Day 3 was a joyous experience: that combination of
revisiting the past but bringing with it the eyes of the present produced a
feeling of real pleasure that has been absent for many weeks. However, it has to be admitted part of the ‘pleasure’
was alcohol powered, and rather more than my safe allowance of alcohol units
was consumed on Day 3. Therefore Day 4
was always going to be a quiet one, but didn’t actually turn out that way. My glorious nephew arrived for a gossip around
lunch time and we drank tea and laughed, my aunt phoned from Ireland in the
afternoon and I heard her latest woes with the weather and the difficulties of
a 21st century existence in rural south west Ireland, then an old
friend appeared for more tea and gossip.
In addition the weather was soft
and kind, so we could sit outside and look at the garden.

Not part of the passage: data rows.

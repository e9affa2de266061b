//! Application state for the listing API.
//!
//! This module defines the shared application state that is available to all
//! request handlers: the loaded doctor directory and the server
//! configuration. Both sit behind `Arc`s, so cloning the state per request
//! is cheap and nothing is ever locked; the directory is an immutable
//! snapshot for the life of the process.

use std::sync::Arc;

use vaidya_engine::Directory;

use crate::config::ServerConfig;

/// Shared application state for the listing API.
///
/// # Example
///
/// ```rust
/// use std::sync::Arc;
/// use vaidya_engine::Directory;
/// use vaidya_rest::{AppState, ServerConfig};
///
/// let directory = Arc::new(Directory::empty());
/// let state = AppState::new(directory, ServerConfig::default());
/// assert_eq!(state.directory().len(), 0);
/// ```
#[derive(Clone)]
pub struct AppState {
    /// The loaded doctor directory.
    directory: Arc<Directory>,

    /// Server configuration.
    config: Arc<ServerConfig>,
}

impl AppState {
    /// Creates a new AppState with the given directory and configuration.
    pub fn new(directory: Arc<Directory>, config: ServerConfig) -> Self {
        Self {
            directory,
            config: Arc::new(config),
        }
    }

    /// Returns a reference to the loaded directory.
    pub fn directory(&self) -> &Directory {
        &self.directory
    }

    /// Returns a clone of the directory Arc.
    pub fn directory_arc(&self) -> Arc<Directory> {
        Arc::clone(&self.directory)
    }

    /// Returns a reference to the server configuration.
    pub fn config(&self) -> &ServerConfig {
        &self.config
    }

    /// Returns the base URL used when building self links.
    pub fn base_url(&self) -> &str {
        &self.config.base_url
    }
}
//! Health check endpoint handlers.
//!
//! Provide simple health check endpoints for monitoring and load balancers.

use axum::{Json, extract::State, http::StatusCode, response::IntoResponse};
use serde_json::Value;
use tracing::debug;

use crate::state::AppState;

/// Handler for the health check endpoint.
///
/// Returns a simple health status, useful for load balancers and
/// monitoring systems. The directory is loaded once at startup, so a
/// serving process is always healthy; the payload reports how much data
/// it is serving.
///
/// # HTTP Request
///
/// `GET [base]/health`
pub async fn health_handler(State(state): State<AppState>) -> Json<Value> {
    debug!("processing health check request");

    let directory = state.directory();

    Json(serde_json::json!({
        "status": "healthy",
        "doctors": directory.len(),
        "loaded_at": directory.loaded_at().map(|t| t.to_rfc3339()),
        "timestamp": chrono::Utc::now().to_rfc3339()
    }))
}

/// Handler for a liveness probe.
///
/// This could be used by Kubernetes liveness probes.
///
/// # HTTP Request
///
/// `GET [base]/_liveness`
pub async fn liveness_handler() -> impl IntoResponse {
    StatusCode::OK
}

/// Handler for a readiness probe.
///
/// Reports whether the dataset fetch at startup produced any doctors. An
/// empty directory still serves (degraded, every listing empty) so this
/// stays `200 OK` either way and the check value tells operators which
/// state they are in.
///
/// # HTTP Request
///
/// `GET [base]/_readiness`
pub async fn readiness_handler(State(state): State<AppState>) -> Json<Value> {
    debug!("processing readiness check request");

    let directory_check = if state.directory().is_empty() {
        "empty"
    } else {
        "loaded"
    };

    Json(serde_json::json!({
        "status": "ready",
        "checks": {
            "directory": directory_check
        }
    }))
}
//! Error types for the listing engine.
//!
//! Loading the upstream dataset is the only operation in the system that
//! can fail; everything downstream of a loaded (or empty) directory is
//! infallible by construction.

// Error enum variant fields are self-documenting via their #[error(...)] messages
#![allow(missing_docs)]

use thiserror::Error;

/// Errors raised while fetching and decoding the upstream dataset.
#[derive(Error, Debug)]
pub enum LoadError {
    /// The HTTP request itself failed (connect, timeout, transport).
    #[error("upstream dataset request failed: {0}")]
    Http(#[from] reqwest::Error),

    /// The upstream endpoint answered with a non-success status.
    #[error("upstream dataset returned HTTP {status} from {url}")]
    UpstreamStatus { url: String, status: u16 },

    /// The response body was not a JSON array of doctor records.
    #[error("upstream dataset is not valid JSON: {0}")]
    Decode(#[from] serde_json::Error),
}

/// Result type alias for load operations.
pub type LoadResult<T> = Result<T, LoadError>;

Timehop is an interesting app, sometimes excruciatingly embarrassing,
sometimes not, just allowing you to revisit times when things were
different. Recently it threw up a post
from several years ago when I confessed to being content in the garden. This might not sound much, but as my rather
longwinded post described, the thought of having my own little garden was a
great comfort in the early days following the break-up of my marriage when all
I knew is I was to lose my home, and I didn’t know where I was to go. As it happens I have been happier here than I
was in my last home, learning to be and not to strive or envy, and part of this has been the creation of the garden. I indulged myself and had almost all the
fabric of the existing garden removed. I
had paths laid and beds dug. I had a
plan and largely I stuck to that plan.
However, the arrival of rats in my garden 2 or 3 years ago froze me out
of the place, for I am borderline phobic about rats. They are gone now, but the garden lost its appeal and became another
burden. The Last Man helped me, cutting the
grass with silent efficiency, loading his van with stuff for the dump and
putting the tool racks up in the shed, as I had promised myself but had failed
to do. We pruned and worked, bringing
some order back to the mess, but still the garden had lost its magic for me, it
was just plants and weeds. But this year
it was different. Many, many months ago,
before the end was signalled, I set to and pruned the roses properly. These roses, chosen with such care from the catalogue,
had been all but abandoned and grew leggy and choked. Then as I had more inexplicable weekends on
my own, I managed to find time to do a bit in the garden. One day all I did was
to remove all the blue flowered weeds I loathe, their deep roots a challenge, but
a challenge I rose to with gusto, the brown garden waste bin was soon filled to
the top with the corpses of my adversaries.
A few weeks ago I spent several hours in the garden, and realised with a
guilty pang that I was content by myself there, working quietly listening to my
ipod, not even missing the Last Man.
I’d forgotten I’d planted irises, and when I saw the blades
emerge from the earth in mid spring, it was a pleasing moment, a tiny breath of
familiarity, but I couldn’t remember what colour they were. I, who had chosen each plant with care, had
forgotten my plan. Then they bloomed
this week, exquisite dark purple, stunning against the backdrop of the evergreen
honeysuckle that climbs the wall behind it.
Those flowers will be gone in a matter of days, but just today as I sat
chatting in the garden, I looked at them and smiled.